Business Development Manager
Professional Software Development
What does the future of Java look like? Many users see Java as stuck in a quagmire, while others go so far as to say Java is dead. Is it really so?
Java, one of the long-dominant platforms for building enterprise solutions, has been steadily evolving since its first release in 1996, with a new major version coming every one to two years. However, Java 7 has been stuck in a quagmire for four years, with the Java community struggling to refine the implementations of two of its sub-projects, Project Jigsaw and Project Lambda. However when the Java Specification Requests for Java 7 have finally been approved for release, Projects Jigsaw and Lambda were delayed until Java 8. This news has disappointed many in the community, as these two features were seen as the major draw of Java 7.
Many users see Java continuing to languish. Still the innovation needed to keep Java relevant will come from broader Java ecosystem, and not from Oracle or the Java Community Process that governs changes to Java.
The Java ecosystem, driven by the open source community, has always compensated for Java’s inadequacies.
And more and more often the community turns to new programming language paradigms, as it is uncertain whether the Java programming languages will be able to innovate fast enough to keep that attention of developers seeking the next challenge.
Java is traditionally viewed as just a programming language, but it is more than that. Java consists of three parts: the programming language, the virtual machine and the class libraries. The community has long been porting existing languages and creating new languages that run on the JVM. In fact there are over 200 programming languages that can be used to write code that runs on a Java Virtual Machine.
The beauty in using a programming language other than Java on the JVM is the most languages have interoperability. This means that you could take a new service being built in your system, write it in some other language, and still have it call an existing pure Java service or component.
This model makes perfect sense. CSS is good at defining the look and feel of a Web page, but you wouldn’t write business logic with it. SQL is great for accessing and updating relational data, but it is not good at generating a user interface. So why shouldn’t this paradigm apply to the programming languages with which we choose to build our core logic? Shouldn’t we be choosing a language that solves the problem best and not trying to force the one we know into the solution?
Another huge advantage of the polyglot JVM is that when you begin to weave these various languages together to write a single application.
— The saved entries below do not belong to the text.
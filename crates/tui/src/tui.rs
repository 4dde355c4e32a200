//! Terminal UI initialization and event handling.
//!
//! This module provides the `Tui` wrapper around ratatui's Terminal,
//! handling raw mode setup, event streaming, and frame scheduling.

use anyhow::Result;
use crossterm::event::Event;
use crossterm::event::KeyEvent;
use crossterm::execute;
use crossterm::terminal::disable_raw_mode;
use crossterm::terminal::enable_raw_mode;
use crossterm::terminal::EnterAlternateScreen;
use crossterm::terminal::LeaveAlternateScreen;
use ratatui::backend::CrosstermBackend;
use ratatui::Terminal;
use std::io::stdout;
use std::io::Stdout;
use std::pin::Pin;
use std::time::Duration;
use std::time::Instant;
use tokio::select;
use tokio::sync::broadcast;
use tokio::sync::mpsc;
use tokio_stream::Stream;
use tokio_stream::StreamExt;

/// Type alias for the terminal backend we're using.
pub type TerminalBackend = CrosstermBackend<Stdout>;

/// TUI events that can be emitted.
#[derive(Debug)]
pub enum TuiEvent {
    /// Keyboard event.
    Key(KeyEvent),
    /// Draw event (frame scheduler or terminal resize).
    Draw,
}

/// Main TUI wrapper.
pub struct Tui {
    terminal: Terminal<TerminalBackend>,
    frame_schedule_tx: mpsc::UnboundedSender<Instant>,
    draw_tx: broadcast::Sender<()>,
}

impl Tui {
    /// Initialize the terminal in raw mode on the alternate screen.
    pub fn init() -> Result<Self> {
        enable_raw_mode()?;
        execute!(stdout(), EnterAlternateScreen)?;
        set_panic_hook();

        let terminal = Terminal::new(CrosstermBackend::new(stdout()))?;

        let (frame_schedule_tx, frame_schedule_rx) = mpsc::unbounded_channel();
        let (draw_tx, _) = broadcast::channel(1);
        tokio::spawn(coalesce_frames(frame_schedule_rx, draw_tx.clone()));

        Ok(Self {
            terminal,
            frame_schedule_tx,
            draw_tx,
        })
    }

    /// Restore the terminal to its original state.
    pub fn restore(&mut self) -> Result<()> {
        disable_raw_mode()?;
        execute!(stdout(), LeaveAlternateScreen)?;
        Ok(())
    }

    /// Get a frame requester for scheduling draws.
    pub fn frame_requester(&self) -> FrameRequester {
        FrameRequester {
            frame_schedule_tx: self.frame_schedule_tx.clone(),
        }
    }

    /// Create an event stream for TUI events.
    pub fn event_stream(&self) -> Pin<Box<dyn Stream<Item = TuiEvent> + Send + 'static>> {
        let mut crossterm_events = crossterm::event::EventStream::new();
        let mut draw_rx = self.draw_tx.subscribe();

        let event_stream = async_stream::stream! {
            loop {
                select! {
                    Some(Ok(event)) = crossterm_events.next() => {
                        match event {
                            Event::Key(key_event) => yield TuiEvent::Key(key_event),
                            Event::Resize(_, _) => yield TuiEvent::Draw,
                            _ => {}
                        }
                    }
                    result = draw_rx.recv() => {
                        match result {
                            // Lagged draws collapse into one.
                            Ok(()) | Err(broadcast::error::RecvError::Lagged(_)) => {
                                yield TuiEvent::Draw;
                            }
                            Err(broadcast::error::RecvError::Closed) => break,
                        }
                    }
                }
            }
        };

        Box::pin(event_stream)
    }

    /// Draw the UI with the provided function.
    pub fn draw<F>(&mut self, f: F) -> Result<()>
    where
        F: FnOnce(&mut ratatui::Frame),
    {
        self.terminal.draw(f)?;
        Ok(())
    }
}

impl Drop for Tui {
    fn drop(&mut self) {
        let _ = self.restore();
    }
}

/// Merges frame requests so at most one draw is pending at a time.
async fn coalesce_frames(mut rx: mpsc::UnboundedReceiver<Instant>, draw_tx: broadcast::Sender<()>) {
    let mut next_deadline: Option<Instant> = None;

    loop {
        let target = next_deadline.unwrap_or_else(|| Instant::now() + Duration::from_secs(3600));
        let sleep = tokio::time::sleep_until(tokio::time::Instant::from_std(target));
        tokio::pin!(sleep);

        select! {
            requested = rx.recv() => {
                let Some(at) = requested else { break };
                next_deadline = Some(next_deadline.map_or(at, |current| current.min(at)));
            }
            _ = &mut sleep => {
                if next_deadline.take().is_some() {
                    let _ = draw_tx.send(());
                }
            }
        }
    }
}

/// Handle for scheduling frame redraws.
#[derive(Clone, Debug)]
pub struct FrameRequester {
    frame_schedule_tx: mpsc::UnboundedSender<Instant>,
}

impl FrameRequester {
    /// Schedule a frame to be drawn immediately.
    pub fn schedule_frame(&self) {
        let _ = self.frame_schedule_tx.send(Instant::now());
    }

    /// Schedule a frame to be drawn after a delay.
    pub fn schedule_frame_in(&self, dur: Duration) {
        let _ = self.frame_schedule_tx.send(Instant::now() + dur);
    }
}

/// Set a panic hook that restores the terminal before panicking.
fn set_panic_hook() {
    let original_hook = std::panic::take_hook();
    std::panic::set_hook(Box::new(move |panic_info| {
        let _ = disable_raw_mode();
        let _ = execute!(stdout(), LeaveAlternateScreen);
        original_hook(panic_info);
    }));
}
//! Push-channel message models.
//!
//! The backend pushes one JSON object per WebSocket frame for each running
//! job. The `type` field discriminates the message; the counters are
//! cumulative for the whole job.

use serde::{Deserialize, Serialize};
use ts_rs::TS;

use crate::process_models::ProcessStats;

/// Discriminant of a push-channel message.
#[derive(Serialize, Deserialize, Debug, Clone, Copy, PartialEq, Eq, TS)]
#[serde(rename_all = "lowercase")]
pub enum ChannelMessageKind {
    /// Intermediate counters.
    Progress,

    /// The job finished; counters are final.
    Complete,

    /// The job was cancelled server-side.
    Cancelled,

    /// The job failed; `message` carries the reason.
    Error,
}

/// A message received on a process's push channel.
///
/// ```json
/// {"type": "progress", "step": "Build Description", "total": 100,
///  "processed": 12, "success": 10, "errors": 2, "skipped": 40}
/// ```
#[derive(Serialize, Deserialize, Debug, Clone, PartialEq, Eq, TS)]
pub struct ChannelMessage {
    #[serde(rename = "type")]
    pub kind: ChannelMessageKind,

    #[serde(default)]
    pub total: u64,

    #[serde(default)]
    pub success: u64,

    #[serde(default)]
    pub errors: u64,

    #[serde(default)]
    pub skipped: u64,

    #[serde(default)]
    pub processed: u64,

    /// Display name of the step, as echoed by the server.
    #[serde(default)]
    pub step: Option<String>,

    #[serde(default)]
    pub message: Option<String>,
}

impl ChannelMessage {
    /// A message of the given kind with all counters at zero.
    pub fn new(kind: ChannelMessageKind) -> Self {
        Self {
            kind,
            total: 0,
            success: 0,
            errors: 0,
            skipped: 0,
            processed: 0,
            step: None,
            message: None,
        }
    }

    pub fn progress(total: u64, success: u64, skipped: u64) -> Self {
        Self {
            total,
            success,
            skipped,
            processed: success,
            ..Self::new(ChannelMessageKind::Progress)
        }
    }

    pub fn complete(total: u64, success: u64, errors: u64, skipped: u64) -> Self {
        Self {
            total,
            success,
            errors,
            skipped,
            processed: success,
            ..Self::new(ChannelMessageKind::Complete)
        }
    }

    pub fn error(message: impl Into<String>) -> Self {
        Self {
            message: Some(message.into()),
            ..Self::new(ChannelMessageKind::Error)
        }
    }

    /// The counters carried by this message, without `initial_empty_rows`.
    pub fn counts(&self) -> ProcessStats {
        ProcessStats {
            total: self.total,
            processed: self.processed,
            success: self.success,
            errors: self.errors,
            skipped: self.skipped,
            ..ProcessStats::default()
        }
    }
}
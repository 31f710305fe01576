//! Liveness endpoint for schedulers and container orchestrators.
//!
//! Does not touch the store or any sensor, so it stays green while the
//! warehouse is down and the cron routes report the real failures.

use axum::{routing::get, Json, Router};
use serde::Serialize;

/// JSON response body for `GET /health`.
#[derive(Serialize)]
struct HealthResponse {
    status: &'static str,
    service: &'static str,
    version: &'static str,
}

async fn health() -> Json<HealthResponse> {
    Json(HealthResponse {
        status: "ok",
        service: env!("CARGO_PKG_NAME"),
        version: env!("CARGO_PKG_VERSION"),
    })
}

/// Subrouter with the `/health` route, generic over the gateway state.
pub fn router<S>() -> Router<S>
where
    S: Clone + Send + Sync + 'static,
{
    Router::new().route("/health", get(health))
}
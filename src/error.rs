//! Error types shared across the pipeline.
//!
//! Library components return these typed errors; the jobs and the binary
//! wrap them in `anyhow` with context, the same split the service uses
//! between its handlers and `main`.

use crate::retry::Retryable;

/// Errors raised while talking to a sensor or reading its payload.
#[derive(Debug, thiserror::Error)]
pub enum SensorError {
    /// Non-2xx response from the sensor's CGI endpoint.
    #[error("sensor HTTP error: status={status}, body={body}")]
    Http { status: u16, body: String },

    /// Transport failure (connect, DNS, reset, timeout).
    #[error("sensor network error: {0}")]
    Network(#[from] reqwest::Error),

    /// Payload was not valid CSV at all (row-level problems are skipped, not raised).
    #[error("sensor payload error: {0}")]
    Payload(String),

    /// The request URL could not be built from the sensor's address.
    #[error("invalid sensor address '{0}'")]
    InvalidAddress(String),
}

impl Retryable for SensorError {
    fn error_code(&self) -> Option<&'static str> {
        match self {
            SensorError::Network(e) => network_error_code(e),
            _ => None,
        }
    }

    fn http_status(&self) -> Option<u16> {
        match self {
            SensorError::Http { status, .. } => Some(*status),
            SensorError::Network(e) => e.status().map(|s| s.as_u16()),
            _ => None,
        }
    }

    fn is_permanent(&self) -> bool {
        match self {
            SensorError::Network(e) => e.is_builder() || e.is_decode(),
            SensorError::Payload(_) | SensorError::InvalidAddress(_) => true,
            SensorError::Http { .. } => false,
        }
    }

    /// Only the transport error's own source chain; a response body never decides.
    fn retry_message(&self) -> Option<String> {
        match self {
            SensorError::Network(e) => Some(error_chain(e)),
            _ => None,
        }
    }
}

/// `err` and its sources joined with `": "`.
fn error_chain(err: &(dyn std::error::Error + 'static)) -> String {
    // ---
    let mut text = err.to_string();
    let mut source = err.source();
    while let Some(cause) = source {
        text.push_str(": ");
        text.push_str(&cause.to_string());
        source = cause.source();
    }
    text
}

/// Map a `reqwest` transport failure to the errno-style code it corresponds to.
///
/// Walks the source chain looking for the underlying `io::Error`; falls back
/// to the DNS resolver's message for lookup failures.
pub fn network_error_code(err: &reqwest::Error) -> Option<&'static str> {
    // ---
    if err.is_timeout() {
        return Some("ETIMEDOUT");
    }

    let mut source: Option<&(dyn std::error::Error + 'static)> = std::error::Error::source(err);
    while let Some(cause) = source {
        if let Some(io) = cause.downcast_ref::<std::io::Error>() {
            use std::io::ErrorKind;
            match io.kind() {
                ErrorKind::ConnectionReset | ErrorKind::ConnectionAborted => {
                    return Some("ECONNRESET")
                }
                ErrorKind::ConnectionRefused => return Some("ECONNREFUSED"),
                ErrorKind::TimedOut => return Some("ETIMEDOUT"),
                ErrorKind::BrokenPipe => return Some("EPIPE"),
                _ => {}
            }
        }
        let text = cause.to_string().to_lowercase();
        if text.contains("dns error") || text.contains("failed to lookup address") {
            return Some("ENOTFOUND");
        }
        if text.contains("no route to host") || text.contains("host unreachable") {
            return Some("EHOSTUNREACH");
        }
        source = cause.source();
    }

    if err.is_connect() {
        return Some("ECONNREFUSED");
    }
    None
}

/// Errors raised by the warehouse repository.
#[derive(Debug, thiserror::Error)]
pub enum StoreError {
    /// Postgres driver error.
    #[error("database error: {0}")]
    Database(#[from] sqlx::Error),

    /// Non-2xx response from the PostgREST API.
    #[error("REST API error on {table}: status={status}, body={body}")]
    Api {
        table: String,
        status: u16,
        body: String,
    },

    /// Transport failure talking to the PostgREST API.
    #[error("REST network error: {0}")]
    Network(#[from] reqwest::Error),

    /// JSON (de)serialization failure.
    #[error("JSON error: {0}")]
    Json(#[from] serde_json::Error),

    /// A stored row holds a value the domain types cannot represent.
    #[error("invalid row: {0}")]
    InvalidRow(String),
}

/// Convenience alias so store code can write `error::Result<T>`.
pub type Result<T> = std::result::Result<T, StoreError>;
By taking advantages of the characteristics of various JVM languages, you can target languages for various features or layers in your architecture.
The most common argument against using dynamic languages running in the JVM is that they are slow. Although this might be true, they are getting faster all the time, and a major performance gain is expected in Java 7 with the Invoke Dynamic JSR.
Clearly, this approach is not without added complexity and there are various recommended approaches in the industry on how to evolve your application architecture into a polyglot nature.
Java remains the premiere platform for building enterprise applications based on not only its solid foundation, but its language innovations that will allow developers to build faster, scalable systems quickly. By taking advantage of the flexibility that Java has always provided and adding a polyglot and poly-paradigm approach to software development, development teams can innovate inside an existing infrastructure with little or no changes to their infrastructure, making the sales pitch to management all the easier.
Java has evolved and will continue to evolve, with this changing landscape due to the flexible nature of the java platform. This is the advantage that makes Java relevant now and will keep it relevant for years to come.
So does it still make sense to build new-generation Web applications on Java? The answer is yes, fortunately, due to the rise in popularity of polyglot programming and the innovations it brings to the Java platform. Do you personally agree with this?